No free man shall be seized or imprisoned, or stripped of his rights or possessions, or outlawed or exiled, or deprived of his standing in any other way, nor will we proceed with force against him, or send others to do so, except by the lawful judgment of his equals or by the law of the land.

The phrase "due process of law" first appeared in a statutory rendition of the Magna Carta in 1354 during the reign of Edward III of England, as follows:

No man of what state or condition he be, shall be put out of his lands or tenements nor taken (taken to mean arrested or deprived of liberty by the state), nor disinherited, nor put to death, without he be brought to answer by due process of law.

Drafting.

New York was the only state that asked Congress to add "due process" language to the U.S. Constitution. New York ratified the U.S. Constitution and proposed the following amendment in 1788:

o Person ought to be taken imprisoned or disseized of his freehold, or be exiled or deprived of his Privileges, Franchises, Life, Liberty or Property but by due process of Law.

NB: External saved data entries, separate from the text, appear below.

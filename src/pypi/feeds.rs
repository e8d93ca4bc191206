//! PyPI RSS feed parsing

use quick_xml::events::Event;
use quick_xml::Reader;

use crate::error::{PypiError, Result};
use crate::pypi::types::FeedItem;

#[derive(Default)]
struct PartialItem {
    title: Option<String>,
    link: Option<String>,
    description: Option<String>,
    pub_date: Option<String>,
}

impl PartialItem {
    fn field(&mut self, element: &[u8]) -> Option<&mut Option<String>> {
        match element {
            b"title" => Some(&mut self.title),
            b"link" => Some(&mut self.link),
            b"description" => Some(&mut self.description),
            b"pubDate" => Some(&mut self.pub_date),
            _ => None,
        }
    }

    /// Items missing any of the four fields are dropped
    fn finish(self) -> Option<FeedItem> {
        Some(FeedItem {
            title: self.title?,
            link: self.link?,
            description: self.description?,
            published_date: self.pub_date?,
        })
    }
}

/// Parse the `<item>` elements of an RSS document
pub fn parse_feed(xml: &str, url: &str) -> Result<Vec<FeedItem>> {
    let mut reader = Reader::from_str(xml);
    reader.trim_text(true);

    let bad_xml = |e: quick_xml::Error| PypiError::BadResponse {
        url: url.to_string(),
        message: format!("Invalid XML response: {}", e),
    };

    let mut items = Vec::new();
    let mut current: Option<PartialItem> = None;
    let mut element: Option<Vec<u8>> = None;

    loop {
        match reader.read_event().map_err(bad_xml)? {
            Event::Start(e) => {
                let name = e.local_name().as_ref().to_vec();
                if name == b"item" {
                    current = Some(PartialItem::default());
                } else if let Some(item) = current.as_mut() {
                    if let Some(slot) = item.field(&name) {
                        slot.get_or_insert_with(String::new);
                    }
                    element = Some(name);
                }
            }
            Event::Empty(e) => {
                if let Some(item) = current.as_mut() {
                    if let Some(slot) = item.field(e.local_name().as_ref()) {
                        slot.get_or_insert_with(String::new);
                    }
                }
            }
            Event::Text(e) => {
                let text = e.unescape().map_err(bad_xml)?;
                append(&mut current, element.as_deref(), &text);
            }
            Event::CData(e) => {
                let raw = e.into_inner();
                append(&mut current, element.as_deref(), &String::from_utf8_lossy(&raw));
            }
            Event::End(e) => {
                if e.local_name().as_ref() == b"item" {
                    if let Some(item) = current.take().and_then(PartialItem::finish) {
                        items.push(item);
                    }
                }
                element = None;
            }
            Event::Eof => break,
            _ => {}
        }
    }

    if current.is_some() {
        return Err(PypiError::BadResponse {
            url: url.to_string(),
            message: "Invalid XML response: unterminated <item>".to_string(),
        }
        .into());
    }

    Ok(items)
}

fn append(current: &mut Option<PartialItem>, element: Option<&[u8]>, text: &str) {
    let (Some(item), Some(element)) = (current.as_mut(), element) else {
        return;
    };
    if let Some(slot) = item.field(element) {
        slot.get_or_insert_with(String::new).push_str(text);
    }
}

#[cfg(test)]
mod tests {
    use super::*;

    const FEED: &str = r#"<?xml version="1.0" encoding="UTF-8"?>
<rss version="2.0">
  <channel>
    <title>PyPI newest packages</title>
    <item>
      <title>demo-pkg added to PyPI</title>
      <link>https://pypi.org/project/demo-pkg/</link>
      <description>A demo &amp; nothing more</description>
      <pubDate>Mon, 01 Jan 2024 00:00:00 GMT</pubDate>
    </item>
    <item>
      <title>no-date added to PyPI</title>
      <link>https://pypi.org/project/no-date/</link>
      <description>Missing pubDate</description>
    </item>
    <item>
      <title>empty-desc 0.1</title>
      <link>https://pypi.org/project/empty-desc/0.1/</link>
      <description/>
      <pubDate>Tue, 02 Jan 2024 00:00:00 GMT</pubDate>
    </item>
  </channel>
</rss>"#;

    #[test]
    fn test_parse_feed_items() {
        let items = parse_feed(FEED, "https://pypi.org/rss/packages.xml").unwrap();
        assert_eq!(items.len(), 2);
        assert_eq!(items[0].title, "demo-pkg added to PyPI");
        assert_eq!(items[0].description, "A demo & nothing more");
        assert_eq!(items[0].published_date, "Mon, 01 Jan 2024 00:00:00 GMT");
        assert_eq!(items[1].description, "");
    }

    #[test]
    fn test_channel_title_is_ignored() {
        let items = parse_feed(FEED, "feed").unwrap();
        assert!(items.iter().all(|i| i.title != "PyPI newest packages"));
    }

    #[test]
    fn test_invalid_xml() {
        let err = parse_feed("<rss><item><title>x</link></item></rss>", "feed").unwrap_err();
        assert_eq!(err.code(), crate::error::ErrorCode::ParseError);
    }

    #[test]
    fn test_cdata_description() {
        let xml = "<rss><channel><item><title>t</title><link>l</link>\
                   <description><![CDATA[<b>bold</b>]]></description>\
                   <pubDate>d</pubDate></item></channel></rss>";
        let items = parse_feed(xml, "feed").unwrap();
        assert_eq!(items[0].description, "<b>bold</b>");
    }
}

In response to this proposal from New York, James Madison drafted a due process clause for Congress. Madison cut out some language and inserted the word without, which had not been proposed by New York. Congress then adopted the exact wording that Madison proposed after Madison explained that the due process clause would not be sufficient to protect various other rights:

Although I know whenever the great rights, the trial by jury, freedom of the press, or liberty of conscience, come in question in that body, the invasion of them is resisted by able advocates, yet their Magna Carta does not contain any one provision for the security of those rights, respecting which the people of America are most alarmed.